[Provided data — start]
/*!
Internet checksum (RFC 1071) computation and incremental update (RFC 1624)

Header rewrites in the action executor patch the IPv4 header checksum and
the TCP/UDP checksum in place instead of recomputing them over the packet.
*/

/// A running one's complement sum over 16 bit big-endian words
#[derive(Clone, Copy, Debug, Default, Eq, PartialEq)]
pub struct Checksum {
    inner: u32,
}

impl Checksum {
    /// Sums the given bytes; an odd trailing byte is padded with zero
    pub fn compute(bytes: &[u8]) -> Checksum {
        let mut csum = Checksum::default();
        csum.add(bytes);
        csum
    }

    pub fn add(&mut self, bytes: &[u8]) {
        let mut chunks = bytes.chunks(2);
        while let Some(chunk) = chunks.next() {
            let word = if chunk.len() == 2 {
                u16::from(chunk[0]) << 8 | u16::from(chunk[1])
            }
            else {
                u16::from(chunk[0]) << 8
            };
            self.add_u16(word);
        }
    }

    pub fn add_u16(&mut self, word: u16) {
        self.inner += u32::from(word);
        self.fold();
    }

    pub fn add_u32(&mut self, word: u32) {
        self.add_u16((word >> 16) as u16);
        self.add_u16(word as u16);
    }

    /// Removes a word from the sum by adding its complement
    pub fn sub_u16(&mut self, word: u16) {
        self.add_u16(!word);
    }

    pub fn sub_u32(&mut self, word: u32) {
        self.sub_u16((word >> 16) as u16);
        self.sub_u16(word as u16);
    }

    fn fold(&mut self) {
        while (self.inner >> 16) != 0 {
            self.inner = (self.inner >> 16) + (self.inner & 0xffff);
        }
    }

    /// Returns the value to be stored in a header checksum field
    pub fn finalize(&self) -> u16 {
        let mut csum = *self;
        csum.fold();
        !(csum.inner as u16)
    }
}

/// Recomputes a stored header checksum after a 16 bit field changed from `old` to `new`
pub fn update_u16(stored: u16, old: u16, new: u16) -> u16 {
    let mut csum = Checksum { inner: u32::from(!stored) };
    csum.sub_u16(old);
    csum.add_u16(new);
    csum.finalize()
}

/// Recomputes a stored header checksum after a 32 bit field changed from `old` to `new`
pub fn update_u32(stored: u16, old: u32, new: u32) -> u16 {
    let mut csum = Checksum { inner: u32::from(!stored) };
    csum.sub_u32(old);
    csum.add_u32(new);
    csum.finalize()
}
[Provided data — finish]
Exercise directions: Take the entries above and return only the lines from the one with "self.add_u16(word);" to the one with "pub fn update_u32(stored: u16, old: u32, new: u32)", both included, unchanged.

Output for this exercise:
            self.add_u16(word);
        }
    }

    pub fn add_u16(&mut self, word: u16) {
        self.inner += u32::from(word);
        self.fold();
    }

    pub fn add_u32(&mut self, word: u32) {
        self.add_u16((word >> 16) as u16);
        self.add_u16(word as u16);
    }

    /// Removes a word from the sum by adding its complement
    pub fn sub_u16(&mut self, word: u16) {
        self.add_u16(!word);
    }

    pub fn sub_u32(&mut self, word: u32) {
        self.sub_u16((word >> 16) as u16);
        self.sub_u16(word as u16);
    }

    fn fold(&mut self) {
        while (self.inner >> 16) != 0 {
            self.inner = (self.inner >> 16) + (self.inner & 0xffff);
        }
    }

    /// Returns the value to be stored in a header checksum field
    pub fn finalize(&self) -> u16 {
        let mut csum = *self;
        csum.fold();
        !(csum.inner as u16)
    }
}

/// Recomputes a stored header checksum after a 16 bit field changed from `old` to `new`
pub fn update_u16(stored: u16, old: u16, new: u16) -> u16 {
    let mut csum = Checksum { inner: u32::from(!stored) };
    csum.sub_u16(old);
    csum.add_u16(new);
    csum.finalize()
}

/// Recomputes a stored header checksum after a 32 bit field changed from `old` to `new`
pub fn update_u32(stored: u16, old: u32, new: u32) -> u16 {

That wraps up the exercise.